First off, I was introduced to them by my boss at Davenport University, headquartered in Grand Rapids, right around the time he retired as Provost (2007). Tom had impeccable musical tastes, and so he introduced me to many really cool current bands at the time: The New Pornographers, Sigur Ros, Frightened Rabbit, and My Morning Jacket to name a few.

Second, during my very brief period of time living in GR (3+ years), The New Pornographers were scheduled to play at Calvin College.  By September of that year (2010), the show had been cancelled because too many residents were offended by the band's name. Calvin College even issued an embarrassing apology . . . to fans of the band. Even just the opening statement of the press release bore the laborious weight of ridiculous copy: "the irony of the band's name was impossible to explain to many. The band's name, to some, is associated with pornography. Consequently, Calvin, to some, was mistakenly associated with pornography. Neither the college nor the band endorses pornography."1  Quite the statement, isn't it?  I have to admit I was not surprised by the cancellation. I would have been surprised if any of the critics had listened to the band's songs to find out if there was a pornographic undercurrent.

Thirdly, after being turned on to the band's Challengers by my boss, I waited anxiously for the release of their next CD, Together. I had the early May 2010 release date circled on my calendar. When it was released the first Monday of May 2010, I had lots of time to listen to it, having just resigned my position.  Hearing any song from the CD now reminds me of that time's painful transitions, especially as the short-lived time in a community that didn't openly accept people who had come from the Detroit area, was going to come to an end.

If you've ever abruptly resigned a position (or hell maybe this fits if you have been fired, not that I would ever know), you realize then how much anxiety you have about how it will all end up. After all, it's not just a position, it's a social world you have populated and that has defined you for sometimes many years. There's a lot more potential loss than a paycheck. My situation was what it was, and I had to keep the faith that everything would turn out fine. So as I devoured Together, its final track, "We End Up Together" sounded like a testament to what I was leaving behind and what I faced ahead.

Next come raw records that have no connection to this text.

use std::collections::HashMap;
use std::path::{Path, PathBuf};

use tracing::{info, warn};

use crate::error::{GeodesyError, LoadError, SaveError, Warning};
use crate::geodesy::DistanceCalculator;
use crate::model::{DistanceRecord, DocumentItem, Kml, Placemark, PointGeometry, PointRecord};
use crate::zip_handler::ZipHandler;

/// 読み込んだ文書と、読み込み時に見つかった警告
#[derive(Debug)]
pub struct Loaded {
    pub document: KmzDocument,
    pub warnings: Vec<Warning>,
}

/// KMZファイルのKML文書（メモリ上）
///
/// 名前を指定する操作は常にその名前の先頭のPlacemarkが対象になる。
#[derive(Debug, Clone, Default)]
pub struct KmzDocument {
    kml: Kml,
    file_path: Option<PathBuf>,
}

impl KmzDocument {
    pub fn new() -> Self {
        Self::default()
    }

    pub fn from_kml(kml: Kml) -> Self {
        Self {
            kml,
            file_path: None,
        }
    }

    pub fn load<P: AsRef<Path>>(path: P) -> Result<Loaded, LoadError> {
        let handler = ZipHandler::new(path);
        let kml = handler.read_kml()?;
        let document = Self {
            kml,
            file_path: Some(handler.path().to_path_buf()),
        };

        let mut warnings = Vec::new();
        let duplicates = document.duplicate_names();
        if !duplicates.is_empty() {
            warn!("Duplicate placemark names: {}", duplicates.join(", "));
            warnings.push(Warning::DuplicateNames { names: duplicates });
        }

        Ok(Loaded { document, warnings })
    }

    /// `path`、なければ前回読み込み・保存したパスへ保存し、書き込んだパスを返す
    pub fn save(&mut self, path: Option<&Path>) -> Result<PathBuf, SaveError> {
        let target = path
            .map(Path::to_path_buf)
            .or_else(|| self.file_path.clone())
            .ok_or(SaveError::NoPath)?;

        ZipHandler::new(&target).write_kml(&self.kml)?;
        self.file_path = Some(target.clone());
        Ok(target)
    }

    pub fn file_path(&self) -> Option<&Path> {
        self.file_path.as_deref()
    }

    pub fn kml(&self) -> &Kml {
        &self.kml
    }

    /// 同名があれば追加せず false を返す
    pub fn add_point(&mut self, name: &str, longitude: f64, latitude: f64) -> bool {
        let exists = self
            .kml
            .document
            .placemarks()
            .any(|pm| pm.name.as_deref() == Some(name));
        if exists {
            warn!("A point with the name '{}' already exists", name);
            return false;
        }

        // 文書側の接頭辞 (`kml:` など) に合わせる
        let placemark =
            Placemark::with_prefix(self.kml.document.prefix.clone(), name, longitude, latitude);
        self.kml.document.items.push(DocumentItem::Placemark(placemark));
        info!("Added point {} at ({}, {})", name, longitude, latitude);
        true
    }

    /// `lon,lat` を読める点を文書順に返す
    ///
    /// `<Document>` 直下のPlacemarkだけが対象。`<Folder>` 内のものは保存時に
    /// そのまま書き戻されるが、一覧・編集・距離計算には含まれない。
    pub fn list_points(&self) -> Vec<PointRecord> {
        self.kml
            .document
            .placemarks()
            .filter_map(|pm| {
                pm.position().map(|pos| PointRecord {
                    name: pm.display_name().to_string(),
                    longitude: pos.longitude,
                    latitude: pos.latitude,
                })
            })
            .collect()
    }

    /// `name` の先頭のPlacemarkの名前変更・移動
    ///
    /// 移動は `(経度, 緯度)` の組で指定し、既存の高度は残す。
    /// `<Point>` がなければ作る。
    pub fn update_point(
        &mut self,
        name: &str,
        new_name: Option<&str>,
        new_position: Option<(f64, f64)>,
    ) -> bool {
        let Some(placemark) = self.find_mut(name) else {
            return false;
        };

        if let Some(new_name) = new_name {
            placemark.name = Some(new_name.to_string());
        }
        if let Some((longitude, latitude)) = new_position {
            let prefix = placemark.prefix.clone();
            placemark
                .point
                .get_or_insert_with(|| PointGeometry::with_prefix(prefix))
                .relocate(longitude, latitude);
        }

        info!(
            "Updated point {} (rename: {:?}, relocate: {:?})",
            name, new_name, new_position
        );
        true
    }

    pub fn rename_point(&mut self, name: &str, new_name: &str) -> bool {
        self.update_point(name, Some(new_name), None)
    }

    pub fn relocate_point(&mut self, name: &str, longitude: f64, latitude: f64) -> bool {
        self.update_point(name, None, Some((longitude, latitude)))
    }

    pub fn delete_point(&mut self, name: &str) -> bool {
        let index = self.kml.document.items.iter().position(
            |item| matches!(item, DocumentItem::Placemark(pm) if pm.name.as_deref() == Some(name)),
        );

        match index {
            Some(index) => {
                self.kml.document.items.remove(index);
                info!("Deleted point {}", name);
                true
            }
            None => false,
        }
    }

    /// 2回以上現れる名前（初出順）
    pub fn duplicate_names(&self) -> Vec<String> {
        let points = self.list_points();
        let mut counts: HashMap<&str, usize> = HashMap::new();
        for point in &points {
            *counts.entry(point.name.as_str()).or_default() += 1;
        }

        let mut duplicates: Vec<String> = Vec::new();
        for point in &points {
            if counts[point.name.as_str()] > 1 && !duplicates.contains(&point.name) {
                duplicates.push(point.name.clone());
            }
        }
        duplicates
    }

    /// `i < j` の全ての組 `(i, j)` の距離（添字順）
    pub fn compute_distances_all(&self, ellipsoid: &str) -> Result<Vec<DistanceRecord>, GeodesyError> {
        let calculator = DistanceCalculator::for_name(ellipsoid)?;
        let points = self.list_points();

        let mut distances = Vec::with_capacity(points.len() * points.len().saturating_sub(1) / 2);
        for (i, p1) in points.iter().enumerate() {
            for p2 in &points[i + 1..] {
                distances.push(measure(&calculator, p1, p2));
            }
        }
        Ok(distances)
    }

    /// 文書順で隣り合う点の距離
    pub fn compute_distances_line(&self, ellipsoid: &str) -> Result<Vec<DistanceRecord>, GeodesyError> {
        let calculator = DistanceCalculator::for_name(ellipsoid)?;
        let points = self.list_points();

        Ok(points
            .windows(2)
            .map(|pair| measure(&calculator, &pair[0], &pair[1]))
            .collect())
    }

    fn find_mut(&mut self, name: &str) -> Option<&mut Placemark> {
        self.kml
            .document
            .placemarks_mut()
            .find(|pm| pm.name.as_deref() == Some(name))
    }
}

fn measure(calculator: &DistanceCalculator, p1: &PointRecord, p2: &PointRecord) -> DistanceRecord {
    DistanceRecord {
        from: p1.name.clone(),
        to: p2.name.clone(),
        meters: calculator.distance(p1.longitude, p1.latitude, p2.longitude, p2.latitude),
    }
}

Part of the strains of job loss is worrying about perceptions of your loved ones. "When you gonna do some damage, little brother," asks A.C. Newman as the song opens with lightly strummed guitar and some synthesizer strains, "now that your life is half over, if you're lucky?" I had just turned 48, and am sure my parents, sisters, wife, son and others wondered what damage I had done. That second part of the line, life half over, almost seemed optimistic. When Newman goes on to sing, supported by Neko Case's and Kathryn Calder's exquisite background vocals, "I'm for damage, sweet damage," it certainly sounded like a call to action. When the verse finishes with "oh damage," intrusive cellos sweeping in, countered by a sharp guitar chord, and a more evocative synthesizer sequence, it feels like a siren's call to lure the ships onto the rocks.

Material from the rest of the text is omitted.